At Sheffield Hallam, we saw an opportunity to change that by bringing together researchers in neuroscience, maths cognition, and game-based learning. We launched a project called RAIDING (Researching Adaptivity for Individual Differences in Numeracy Games) and set ourselves the challenge of making a maths game that plays well and has a measurable impact on maths learning.
We began with two key design principles. First, we wanted to implement a level of adaptivity into the game, so that the difficulty of the maths content adapts to the player's arithmetic fluency. Second, we wanted to decouple mathematical difficulty from gameplay rewards, so that children can progress through time and effort – through maths practice, in other words – rather than solely through mathematical achievement.
Iterative, data-driven development
Because we have our own university game studio, we were able to bring in development expertise from day one. We started by prototyping the core mechanics and built up from there, testing with children every month or so, and using gameplay analytics to make iterative design decisions. For example, data showed us that rewards for improving response time were encouraging some players to favour speed over accuracy – so we added a new penalty for inaccuracy to encourage better learning behaviours.
In the core game, players mine resources by collecting multiples of a given number. They can then use those resources to build a spaceship, collect alien life forms and explore a universe with several climate zones. The more resources they gather, the more they can achieve in the space exploration part of the game, giving them a strong incentive to engage in maths learning.
Following our first design principle, we built several adaptive gameplay features into the mining section. For example, if the player repeatedly misses a particular multiple, it will start to appear more often. If they continue to miss it, the game will rearrange what the player has collected in numerical order, helping them to see where the gaps are.

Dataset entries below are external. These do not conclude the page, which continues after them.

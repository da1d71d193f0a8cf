use super::records::IdResponse;
use super::{api_endpoint, check_status, http_client, RemoteError};
use crate::classifier::{Classification, IdStatus, UNKNOWN_TYPE};
use crate::provider::sort_modes;
use crate::resolver::{JumpUrls, UrlBuilder, ValidPid};
use reqwest::Client;
use tracing::debug;

const IDENTIFY_PATH: &str = "v2/providers/identify";

/// Server-side identification
pub struct IdentifyClient {
    client: Client,
    url: String,
}

impl IdentifyClient {
    pub fn new(api_base: &str) -> Result<Self, RemoteError> {
        Ok(Self {
            client: http_client()?,
            url: api_endpoint(api_base, IDENTIFY_PATH),
        })
    }

    pub async fn identify(&self, text: &str) -> Result<Vec<IdResponse>, RemoteError> {
        let url = format!("{}?text={}", self.url, urlencoding::encode(text));
        debug!("Identifying {:?} remotely", text);

        let response = self.client.get(&url).send().await?;
        check_status(&response)?;

        response.json().await.map_err(|e| {
            RemoteError::ParseError(format!("Failed to parse identify response: {}", e))
        })
    }
}

fn parse_status(status: &str) -> IdStatus {
    match status.trim().to_uppercase().as_str() {
        "VALID" => IdStatus::Valid,
        "INVALID" => IdStatus::Invalid,
        "AMBIGUOUS" => IdStatus::Ambiguous,
        _ => IdStatus::Unknown,
    }
}

impl IdResponse {
    /// Convert to a classification of `input`; URLs go through the proxy
    pub fn to_classification(&self, input: &str, resolve_base: &str) -> Classification {
        let status = parse_status(&self.status);
        let pid_type = if self.pid_type.is_empty() {
            UNKNOWN_TYPE.to_string()
        } else {
            self.pid_type.to_lowercase()
        };

        let mut result = Classification::unknown(input);
        result.status = status;
        result.pid_type = pid_type;
        result.examples = self.examples.clone();

        if status == IdStatus::Valid {
            let modes = sort_modes(
                self.resolution_modes
                    .iter()
                    .filter_map(|m| m.to_supported_mode())
                    .collect(),
            );
            let pid = ValidPid::confirmed_remotely(input, &result.pid_type);
            result.jump_urls = JumpUrls::build(&UrlBuilder::DefaultProxy, &modes, &pid, resolve_base);
            result.modes = modes;
        }

        result
    }
}

#[cfg(test)]
mod tests {
    use super::*;
    use crate::provider::ResolutionMode;
    use crate::remote::records::ResolutionModeRecord;
    use crate::resolver::PLACEHOLDER_URL;

    const BASE: &str = "https://api.example.org/v1/metaresolvers/resolve";

    fn response(status: &str, modes: &[&str]) -> IdResponse {
        IdResponse {
            status: status.to_string(),
            pid_type: "ARXIV".to_string(),
            examples: vec!["arxiv:1512.00135".to_string()],
            resolution_modes: modes
                .iter()
                .map(|m| ResolutionModeRecord {
                    mode: m.to_string(),
                    name: String::new(),
                    endpoints: Vec::new(),
                })
                .collect(),
        }
    }

    #[test]
    fn test_valid_response_builds_proxy_urls() {
        let result = response("VALID", &["resource", "landingpage"])
            .to_classification("arxiv:1512.00135", BASE);
        assert!(result.is_valid());
        assert_eq!(result.pid_type, "arxiv");
        assert_eq!(result.modes[0].mode, ResolutionMode::LandingPage);
        assert_eq!(result.modes[0].name, "Landing Page");
        assert_eq!(
            result.jump_urls.resource,
            format!("{}?pidMode=resource&redirect=true&pid=arxiv%3A1512.00135", BASE)
        );
        assert_eq!(result.jump_urls.metadata, PLACEHOLDER_URL);
    }

    #[test]
    fn test_invalid_response_has_no_urls() {
        let result = response("INVALID", &["landingpage"]).to_classification("arxiv:1", BASE);
        assert_eq!(result.status, IdStatus::Invalid);
        assert!(result.modes.is_empty());
        assert_eq!(result.jump_urls, JumpUrls::disabled());
    }

    #[test]
    fn test_unrecognized_status_is_unknown() {
        assert_eq!(parse_status(""), IdStatus::Unknown);
        assert_eq!(parse_status("ambiguous"), IdStatus::Ambiguous);
    }
}
//! Engine configuration.

use bitflags::bitflags;
use serde::{Deserialize, Serialize};

use crate::types::StringComparison;

bitflags! {
    /// Parse-time validation switches.
    #[derive(Debug, Clone, Copy, PartialEq, Eq, Hash, Serialize, Deserialize)]
    #[serde(transparent)]
    pub struct ValidationFlags: u8 {
        /// Reject search words when no search data source is configured.
        const VALIDATE_FILTERS = 1;
        /// Drop clauses with unknown filter tokens instead of reporting them.
        const SKIP_UNKNOWN_FILTERS = 1 << 1;
    }
}

impl Default for ValidationFlags {
    fn default() -> Self {
        Self::VALIDATE_FILTERS
    }
}

/// Options applied to every query parsed by an engine.
#[derive(Debug, Clone, Copy, PartialEq, Eq, Default, Serialize, Deserialize)]
#[serde(default)]
pub struct QueryEngineOptions {
    pub validation: ValidationFlags,
    /// Comparison used by string handlers and search words unless a filter or
    /// the search data source overrides it.
    pub string_comparison: StringComparison,
}

impl QueryEngineOptions {
    pub fn validate_filters(&self) -> bool {
        self.validation.contains(ValidationFlags::VALIDATE_FILTERS)
    }

    pub fn skip_unknown_filters(&self) -> bool {
        self.validation.contains(ValidationFlags::SKIP_UNKNOWN_FILTERS)
    }
}
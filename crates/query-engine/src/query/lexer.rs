//! Fixed lexemes of the query language.

use logos::Logos;

#[derive(Logos, Debug, Clone, Copy, PartialEq, Eq)]
pub(crate) enum Lexeme {
    #[regex(r"\s+")]
    Whitespace,

    #[token("and", ignore(ascii_case))]
    And,

    #[token("or", ignore(ascii_case))]
    Or,

    #[token("not", ignore(ascii_case))]
    Not,

    #[regex(r#""[^"]*""#)]
    Phrase,

    #[regex(r"[^\s()!][^\s()]*")]
    Word,
}

/// Lexes the lexeme at the start of `input`, returning it with its length.
pub(crate) fn first_lexeme(input: &str) -> Option<(Lexeme, usize)> {
    let mut lexer = Lexeme::lexer(input);
    match lexer.next() {
        Some(Ok(lexeme)) if lexer.span().start == 0 => Some((lexeme, lexer.span().end)),
        _ => None,
    }
}
//! Runtime values produced by filters and parsed from query text.
//!
//! Every filter getter returns a Rust value that is converted into a [`Value`]
//! through the [`FilterValue`] trait. The closed [`ValueType`] sum type is what
//! operator handlers and type parsers are keyed by.

use std::any::{Any, TypeId};
use std::borrow::Cow;
use std::cmp::Ordering;
use std::fmt;
use std::sync::Arc;

use crate::types::{ParseResult, StringComparison};

/// Identity of a user-defined value type.
#[derive(Debug, Clone, Copy, PartialEq, Eq, Hash)]
pub struct CustomType {
    id: TypeId,
    name: &'static str,
}

impl CustomType {
    pub fn of<V: 'static>() -> Self {
        let full = std::any::type_name::<V>();
        Self {
            id: TypeId::of::<V>(),
            name: full.rsplit("::").next().unwrap_or(full),
        }
    }

    pub fn name(&self) -> &'static str {
        self.name
    }
}

/// Kind of a value, used as the key of operator handlers and type parsers.
///
/// `Object` stands for "any value" and is what generic handlers accept.
#[derive(Debug, Clone, Copy, PartialEq, Eq, Hash)]
pub enum ValueType {
    Object,
    String,
    Int,
    Float,
    Bool,
    Custom(CustomType),
}

impl ValueType {
    pub fn custom<V: 'static>() -> Self {
        Self::Custom(CustomType::of::<V>())
    }

    pub fn is_object(self) -> bool {
        self == Self::Object
    }
}

impl fmt::Display for ValueType {
    fn fmt(&self, f: &mut fmt::Formatter<'_>) -> fmt::Result {
        match self {
            Self::Object => f.write_str("object"),
            Self::String => f.write_str("string"),
            Self::Int => f.write_str("int"),
            Self::Float => f.write_str("float"),
            Self::Bool => f.write_str("bool"),
            Self::Custom(custom) => f.write_str(custom.name()),
        }
    }
}

/// A type-erased user value together with its display label.
#[derive(Clone)]
pub struct CustomValue {
    value_type: CustomType,
    label: String,
    inner: Arc<dyn Any + Send + Sync>,
}

impl CustomValue {
    pub fn value_type(&self) -> CustomType {
        self.value_type
    }

    pub fn label(&self) -> &str {
        &self.label
    }
}

impl fmt::Debug for CustomValue {
    fn fmt(&self, f: &mut fmt::Formatter<'_>) -> fmt::Result {
        f.debug_struct("CustomValue")
            .field("type", &self.value_type.name())
            .field("label", &self.label)
            .finish()
    }
}

/// A runtime value: the left-hand side produced by a filter getter or the
/// right-hand side parsed from query text.
#[derive(Debug, Clone)]
pub enum Value {
    String(String),
    Int(i64),
    Float(f64),
    Bool(bool),
    Custom(CustomValue),
}

impl Value {
    /// Wraps a user value, labelled with its `Debug` output.
    pub fn custom<V: Any + Send + Sync + fmt::Debug>(value: V) -> Self {
        let label = format!("{value:?}");
        Self::custom_with_label(value, label)
    }

    pub fn custom_with_label<V: Any + Send + Sync>(value: V, label: impl Into<String>) -> Self {
        Self::Custom(CustomValue {
            value_type: CustomType::of::<V>(),
            label: label.into(),
            inner: Arc::new(value),
        })
    }

    /// Parses raw text into the most specific built-in value.
    ///
    /// Integers win over floats, floats over booleans, and anything else stays
    /// a string. This is the parser of the `Object` type.
    pub fn parse_loose(raw: &str) -> Self {
        let trimmed = raw.trim();
        if let Ok(value) = trimmed.parse::<i64>() {
            return Self::Int(value);
        }
        if let Ok(value) = trimmed.parse::<f64>() {
            if value.is_finite() {
                return Self::Float(value);
            }
        }
        if let Some(value) = parse_bool(trimmed) {
            return Self::Bool(value);
        }
        Self::String(raw.to_string())
    }

    pub fn value_type(&self) -> ValueType {
        match self {
            Self::String(_) => ValueType::String,
            Self::Int(_) => ValueType::Int,
            Self::Float(_) => ValueType::Float,
            Self::Bool(_) => ValueType::Bool,
            Self::Custom(custom) => ValueType::Custom(custom.value_type),
        }
    }

    pub fn downcast_ref<V: 'static>(&self) -> Option<&V> {
        match self {
            Self::Custom(custom) => custom.inner.downcast_ref::<V>(),
            _ => None,
        }
    }

    pub fn as_str(&self) -> Option<&str> {
        match self {
            Self::String(value) => Some(value),
            _ => None,
        }
    }

    pub fn as_f64(&self) -> Option<f64> {
        match self {
            Self::Int(value) => Some(*value as f64),
            Self::Float(value) => Some(*value),
            _ => None,
        }
    }

    /// Text form used by generic string comparisons.
    pub fn label(&self) -> Cow<'_, str> {
        match self {
            Self::String(value) => Cow::Borrowed(value),
            Self::Int(value) => Cow::Owned(value.to_string()),
            Self::Float(value) => Cow::Owned(value.to_string()),
            Self::Bool(value) => Cow::Borrowed(if *value { "true" } else { "false" }),
            Self::Custom(custom) => Cow::Borrowed(custom.label()),
        }
    }

    /// Orders two values of possibly different kinds.
    ///
    /// Numbers compare numerically, also against strings that parse as
    /// numbers. Everything else compares by label.
    pub fn loose_cmp(&self, other: &Value, comparison: StringComparison) -> Option<Ordering> {
        match (self, other) {
            (Self::Int(left), Self::Int(right)) => Some(left.cmp(right)),
            (Self::Bool(left), Self::Bool(right)) => Some(left.cmp(right)),
            _ => match (self.numeric(), other.numeric()) {
                (Some(left), Some(right)) => left.partial_cmp(&right),
                _ => Some(comparison.compare(&self.label(), &other.label())),
            },
        }
    }

    pub fn loose_eq(&self, other: &Value, comparison: StringComparison) -> bool {
        self.loose_cmp(other, comparison) == Some(Ordering::Equal)
    }

    /// Substring match on labels; numbers and booleans match on equality.
    pub fn loose_contains(&self, other: &Value, comparison: StringComparison) -> bool {
        match self {
            Self::String(_) | Self::Custom(_) => comparison.contains(&self.label(), &other.label()),
            Self::Int(_) | Self::Float(_) | Self::Bool(_) => self.loose_eq(other, comparison),
        }
    }

    fn numeric(&self) -> Option<f64> {
        match self {
            Self::String(value) => value.trim().parse::<f64>().ok(),
            _ => self.as_f64(),
        }
    }
}

impl PartialEq for Value {
    fn eq(&self, other: &Self) -> bool {
        match (self, other) {
            (Self::String(left), Self::String(right)) => left == right,
            (Self::Int(left), Self::Int(right)) => left == right,
            (Self::Float(left), Self::Float(right)) => left == right,
            (Self::Bool(left), Self::Bool(right)) => left == right,
            (Self::Custom(left), Self::Custom(right)) => {
                left.value_type == right.value_type && left.label == right.label
            }
            _ => false,
        }
    }
}

impl fmt::Display for Value {
    fn fmt(&self, f: &mut fmt::Formatter<'_>) -> fmt::Result {
        f.write_str(&self.label())
    }
}

/// A Rust type that filters can return and operator handlers can accept.
pub trait FilterValue: Clone + Send + Sync + 'static {
    fn value_type() -> ValueType;

    fn into_value(self) -> Value;

    fn from_value(value: &Value) -> Option<Cow<'_, Self>>;

    /// Parser registered for this type the first time it shows up in a
    /// handler or filter.
    fn parser() -> Option<fn(&str) -> ParseResult<Self>> {
        None
    }
}

fn parse_bool(raw: &str) -> Option<bool> {
    if raw.eq_ignore_ascii_case("true") {
        Some(true)
    } else if raw.eq_ignore_ascii_case("false") {
        Some(false)
    } else {
        None
    }
}

impl FilterValue for Value {
    fn value_type() -> ValueType {
        ValueType::Object
    }

    fn into_value(self) -> Value {
        self
    }

    fn from_value(value: &Value) -> Option<Cow<'_, Self>> {
        Some(Cow::Borrowed(value))
    }

    fn parser() -> Option<fn(&str) -> ParseResult<Self>> {
        let parse: fn(&str) -> ParseResult<Self> = |raw| Some(Value::parse_loose(raw));
        Some(parse)
    }
}

impl FilterValue for String {
    fn value_type() -> ValueType {
        ValueType::String
    }

    fn into_value(self) -> Value {
        Value::String(self)
    }

    fn from_value(value: &Value) -> Option<Cow<'_, Self>> {
        match value {
            Value::String(value) => Some(Cow::Borrowed(value)),
            _ => None,
        }
    }

    fn parser() -> Option<fn(&str) -> ParseResult<Self>> {
        let parse: fn(&str) -> ParseResult<Self> = |raw| Some(raw.to_string());
        Some(parse)
    }
}

impl FilterValue for bool {
    fn value_type() -> ValueType {
        ValueType::Bool
    }

    fn into_value(self) -> Value {
        Value::Bool(self)
    }

    fn from_value(value: &Value) -> Option<Cow<'_, Self>> {
        match value {
            Value::Bool(value) => Some(Cow::Owned(*value)),
            _ => None,
        }
    }

    fn parser() -> Option<fn(&str) -> ParseResult<Self>> {
        let parse: fn(&str) -> ParseResult<Self> = |raw| parse_bool(raw.trim());
        Some(parse)
    }
}

macro_rules! impl_int_value {
    ($($ty:ty),* $(,)?) => {$(
        impl FilterValue for $ty {
            fn value_type() -> ValueType {
                ValueType::Int
            }

            fn into_value(self) -> Value {
                Value::Int(i64::try_from(self).unwrap_or(i64::MAX))
            }

            fn from_value(value: &Value) -> Option<Cow<'_, Self>> {
                match value {
                    Value::Int(value) => <$ty>::try_from(*value).ok().map(Cow::Owned),
                    _ => None,
                }
            }

            fn parser() -> Option<fn(&str) -> ParseResult<Self>> {
                let parse: fn(&str) -> ParseResult<Self> = |raw| raw.trim().parse::<$ty>().ok();
                Some(parse)
            }
        }
    )*};
}

impl_int_value!(i8, i16, i32, i64, isize, u8, u16, u32, u64, usize);

macro_rules! impl_float_value {
    ($($ty:ty),* $(,)?) => {$(
        impl FilterValue for $ty {
            fn value_type() -> ValueType {
                ValueType::Float
            }

            fn into_value(self) -> Value {
                Value::Float(self as f64)
            }

            fn from_value(value: &Value) -> Option<Cow<'_, Self>> {
                match value {
                    Value::Float(value) => Some(Cow::Owned(*value as $ty)),
                    Value::Int(value) => Some(Cow::Owned(*value as $ty)),
                    _ => None,
                }
            }

            fn parser() -> Option<fn(&str) -> ParseResult<Self>> {
                let parse: fn(&str) -> ParseResult<Self> = |raw| raw.trim().parse::<$ty>().ok();
                Some(parse)
            }
        }
    )*};
}

impl_float_value!(f32, f64);

/// Enumerations usable as filter values.
///
/// Implementing this trait is enough for a type to be returned by filters:
/// its parser matches variant names case-insensitively and is registered
/// automatically.
pub trait QueryEnum: Copy + PartialEq + fmt::Debug + Send + Sync + 'static {
    fn variants() -> &'static [(&'static str, Self)];

    fn name(self) -> &'static str {
        Self::variants()
            .iter()
            .find(|(_, variant)| *variant == self)
            .map(|(name, _)| *name)
            .unwrap_or("")
    }
}

impl<E: QueryEnum> FilterValue for E {
    fn value_type() -> ValueType {
        ValueType::custom::<E>()
    }

    fn into_value(self) -> Value {
        Value::custom_with_label(self, self.name())
    }

    fn from_value(value: &Value) -> Option<Cow<'_, Self>> {
        value.downcast_ref::<E>().map(Cow::Borrowed)
    }

    fn parser() -> Option<fn(&str) -> ParseResult<Self>> {
        let parse: fn(&str) -> ParseResult<Self> = |raw| {
            let raw = raw.trim();
            E::variants()
                .iter()
                .find(|(name, _)| name.eq_ignore_ascii_case(raw))
                .map(|(_, variant)| *variant)
        };
        Some(parse)
    }
}
//! Tokenizer: one token per step, taken from the first consumer that matches.
//!
//! Consumers are tried in a fixed order: whitespace, combinator, group,
//! filter, then word or phrase.

use std::ops::Range;

use regex::Regex;

use crate::types::QueryError;

use super::graph::{QueryNodeType, Span};
use super::lexer::{first_lexeme, Lexeme};
use super::operation::FilterClause;

#[derive(Debug, Clone)]
pub(crate) enum Token<'a> {
    Whitespace,
    Combinator(QueryNodeType),
    /// Parenthesized group; `inner` excludes the parentheses.
    Group { inner: Range<usize> },
    Filter(FilterClause<'a>),
    Word { text: &'a str, exact: bool },
}

#[derive(Debug, Clone)]
pub(crate) struct Lexed<'a> {
    pub token: Token<'a>,
    pub span: Span,
}

impl<'a> Lexed<'a> {
    fn new(token: Token<'a>, index: usize, length: usize) -> Self {
        Self {
            token,
            span: Span::new(index, length),
        }
    }
}

/// Recognizes `token(param)<op>value` clauses for one operator set.
///
/// The operator is the longest registered one at its position; a shorter
/// operator is never tried in its place. An unquoted value may not start
/// with an operator, so `age>=` and `age==` are not filters.
#[derive(Debug, Clone)]
pub(crate) struct FilterPattern {
    head: Regex,
    value: Regex,
    operators: Vec<String>,
}

/// Builds the filter pattern for a set of operator tokens.
pub(crate) fn filter_pattern<'a>(
    operators: impl IntoIterator<Item = &'a str>,
) -> Option<FilterPattern> {
    let mut operators = operators
        .into_iter()
        .map(str::to_string)
        .collect::<Vec<_>>();
    if operators.is_empty() {
        return None;
    }
    operators.sort_by(|a, b| b.len().cmp(&a.len()).then_with(|| a.cmp(b)));
    let build = |pattern: &str| match Regex::new(pattern) {
        Ok(regex) => Some(regex),
        Err(err) => {
            log::warn!("failed to build filter pattern: {err}");
            None
        }
    };
    Some(FilterPattern {
        head: build(r"^(?P<token>[\w.#]+)(?:\((?P<param>[^()]*)\))?")?,
        value: build(r#"^(?:"[^"]*"|[^\s()]+)"#)?,
        operators,
    })
}

impl FilterPattern {
    fn clause<'a>(&self, text: &'a str, pos: usize, end: usize) -> Option<FilterClause<'a>> {
        let rest = &text[pos..end];
        let head = self.head.captures(rest)?;
        let operator_start = head.get(0)?.end();
        let operator = self
            .operators
            .iter()
            .find(|operator| rest[operator_start..].starts_with(operator.as_str()))?;
        let value_start = operator_start + operator.len();
        let value = self.value.find(&rest[value_start..])?.as_str();
        if !value.starts_with('"')
            && self
                .operators
                .iter()
                .any(|operator| value.starts_with(operator.as_str()))
        {
            return None;
        }

        let part = |start: usize, end: usize| {
            (
                &text[pos + start..pos + end],
                Span::new(pos + start, end - start),
            )
        };
        let value_end = value_start + value.len();
        Some(FilterClause {
            text: &rest[..value_end],
            span: Span::new(pos, value_end),
            token: head
                .name("token")
                .map(|found| part(found.start(), found.end()))?,
            param: head
                .name("param")
                .map(|found| part(found.start(), found.end())),
            operator: part(operator_start, value_start),
            value: part(value_start, value_end),
        })
    }
}

/// Reads the token starting at `pos`, never looking past `end`.
pub(crate) fn next_token<'a>(
    text: &'a str,
    pos: usize,
    end: usize,
    pattern: Option<&FilterPattern>,
) -> Result<Lexed<'a>, QueryError> {
    let rest = &text[pos..end];
    let lexeme = first_lexeme(rest);

    // Whitespace
    if let Some((Lexeme::Whitespace, length)) = lexeme {
        return Ok(Lexed::new(Token::Whitespace, pos, length));
    }

    // Combinator
    if let Some(length) = dash_not(rest) {
        return Ok(Lexed::new(Token::Combinator(QueryNodeType::Not), pos, length));
    }
    let combinator = match lexeme {
        Some((Lexeme::And, length)) => Some((QueryNodeType::And, length)),
        Some((Lexeme::Or, length)) => Some((QueryNodeType::Or, length)),
        Some((Lexeme::Not, length)) => Some((QueryNodeType::Not, length)),
        _ => None,
    };
    if let Some((kind, length)) = combinator {
        return Ok(Lexed::new(Token::Combinator(kind), pos, length));
    }

    // Group
    if rest.starts_with('(') || rest.starts_with(')') {
        let close = matching_paren(rest)
            .ok_or_else(|| QueryError::new(pos, "Unbalanced parenthesis"))?;
        return Ok(Lexed::new(
            Token::Group {
                inner: pos + 1..pos + close,
            },
            pos,
            close + 1,
        ));
    }

    // Filter
    if let Some(clause) = pattern.and_then(|pattern| pattern.clause(text, pos, end)) {
        let span = clause.span;
        return Ok(Lexed {
            token: Token::Filter(clause),
            span,
        });
    }

    // Word or phrase
    let exact = rest.starts_with('!');
    let body = if exact { &rest[1..] } else { rest };
    let prefix = usize::from(exact);
    match first_lexeme(body) {
        Some((Lexeme::Phrase, length)) => Ok(Lexed::new(
            Token::Word {
                text: &body[1..length - 1],
                exact,
            },
            pos,
            prefix + length,
        )),
        Some((Lexeme::Word | Lexeme::And | Lexeme::Or | Lexeme::Not, length)) => Ok(Lexed::new(
            Token::Word {
                text: &body[..length],
                exact,
            },
            pos,
            prefix + length,
        )),
        _ => Err(QueryError::new(pos, "No token could be deduced")),
    }
}

/// `-` negates when it directly prefixes a term.
fn dash_not(rest: &str) -> Option<usize> {
    let mut chars = rest.chars();
    match (chars.next(), chars.next()) {
        (Some('-'), Some(next)) if !next.is_whitespace() => Some(1),
        _ => None,
    }
}

/// Byte offset of the `)` closing the `(` at the start of `rest`. Quoted
/// phrases are skipped.
fn matching_paren(rest: &str) -> Option<usize> {
    let mut depth = 0usize;
    let mut in_phrase = false;
    for (offset, ch) in rest.char_indices() {
        match ch {
            '"' if in_phrase => in_phrase = false,
            '"' => in_phrase = rest[offset + 1..].contains('"'),
            _ if in_phrase => {}
            '(' => depth += 1,
            ')' => {
                depth = depth.checked_sub(1)?;
                if depth == 0 {
                    return Some(offset);
                }
            }
            _ => {}
        }
    }
    None
}
//! Type parsers: raw query text to typed values.

use std::fmt;
use std::sync::Arc;

use crate::types::ParseResult;

use super::value::{FilterValue, Value, ValueType};

type ParseFn = dyn Fn(&str) -> Option<Value> + Send + Sync;

/// Converts raw text into a [`Value`] of one [`ValueType`].
#[derive(Clone)]
pub struct TypeParser {
    value_type: ValueType,
    parse: Arc<ParseFn>,
}

impl TypeParser {
    pub fn new<V, F>(parse: F) -> Self
    where
        V: FilterValue,
        F: Fn(&str) -> ParseResult<V> + Send + Sync + 'static,
    {
        Self {
            value_type: V::value_type(),
            parse: Arc::new(move |raw: &str| parse(raw).map(FilterValue::into_value)),
        }
    }

    /// The default parser of `V`, if the type declares one.
    pub fn of<V: FilterValue>() -> Option<Self> {
        V::parser().map(Self::new::<V, _>)
    }

    pub fn value_type(&self) -> ValueType {
        self.value_type
    }

    pub fn parse(&self, raw: &str) -> Option<Value> {
        (self.parse)(raw)
    }
}

impl fmt::Debug for TypeParser {
    fn fmt(&self, f: &mut fmt::Formatter<'_>) -> fmt::Result {
        f.debug_struct("TypeParser")
            .field("value_type", &self.value_type)
            .finish()
    }
}

/// Parsers every engine starts with.
pub(crate) fn builtin_parsers() -> Vec<TypeParser> {
    [
        TypeParser::of::<Value>(),
        TypeParser::of::<String>(),
        TypeParser::of::<i64>(),
        TypeParser::of::<f64>(),
        TypeParser::of::<bool>(),
    ]
    .into_iter()
    .flatten()
    .collect()
}
//! Shared value types for parse results and diagnostics.

use std::cmp::Ordering;
use std::fmt;

use serde::{Deserialize, Serialize};

/// Result of a type parser: `Some` on success.
pub type ParseResult<T> = Option<T>;

/// A problem found while parsing query text.
///
/// `index` and `length` are byte offsets into the original query text, even
/// for problems found inside nested groups.
#[derive(Debug, Clone, PartialEq, Eq, Serialize, Deserialize)]
pub struct QueryError {
    pub index: usize,
    pub length: usize,
    pub reason: String,
}

impl QueryError {
    pub fn new(index: usize, reason: impl Into<String>) -> Self {
        Self::with_length(index, 1, reason)
    }

    pub fn with_length(index: usize, length: usize, reason: impl Into<String>) -> Self {
        Self {
            index,
            length: length.max(1),
            reason: reason.into(),
        }
    }
}

impl fmt::Display for QueryError {
    fn fmt(&self, f: &mut fmt::Formatter<'_>) -> fmt::Result {
        write!(f, "{} (at {}..{})", self.reason, self.index, self.index + self.length)
    }
}

/// How strings are compared by string handlers and search words.
#[derive(Debug, Clone, Copy, PartialEq, Eq, Default, Serialize, Deserialize)]
#[serde(rename_all = "snake_case")]
pub enum StringComparison {
    CaseSensitive,
    #[default]
    CaseInsensitive,
}

impl StringComparison {
    pub fn equals(self, left: &str, right: &str) -> bool {
        match self {
            Self::CaseSensitive => left == right,
            Self::CaseInsensitive => {
                left.eq_ignore_ascii_case(right) || left.to_lowercase() == right.to_lowercase()
            }
        }
    }

    pub fn contains(self, haystack: &str, needle: &str) -> bool {
        match self {
            Self::CaseSensitive => haystack.contains(needle),
            Self::CaseInsensitive => haystack
                .to_lowercase()
                .contains(needle.to_lowercase().as_str()),
        }
    }

    pub fn compare(self, left: &str, right: &str) -> Ordering {
        match self {
            Self::CaseSensitive => left.cmp(right),
            Self::CaseInsensitive => left.to_lowercase().cmp(&right.to_lowercase()),
        }
    }
}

This all happens subtly, because we know from the research literature that confidence affects learning. We don't give players a sense of falling behind – and in line with our second design principle, we don't block players who struggle in the mining part of the game from accessing the space exploration part. They can still enjoy the experience, which motivates them to come back and get the practice they need.
Research-backed learning content
While much primary school multiplication practice focuses on learning whole problems from times tables, our game asks players to identify multiples of a particular number. This has a basis in cognition literature. We think learning multiples is likely to be more effective, as it helps develop a framework of number knowledge that helps children retrieve solutions to problems automatically.
Our tests suggest that this is the right approach. We saw players making at least seven months' additional progress – and they actually got better at division as well as multiplication, because learning multiples helps with both operations.
So the project's impact goes beyond helping children to pass times tables tests. It gives children the foundational knowledge they need to master arithmetic and progress to more sophisticated problems. And for us as researchers, the game acts as a platform for further research into game-based learning, helping us to create new knowledge in a relatively under-explored field.
Our next phase of development encompasses a new visual style and a further round of testing in schools. We expect to launch a final version on app stores in early 2020, opening up the game to parents and teachers around the world.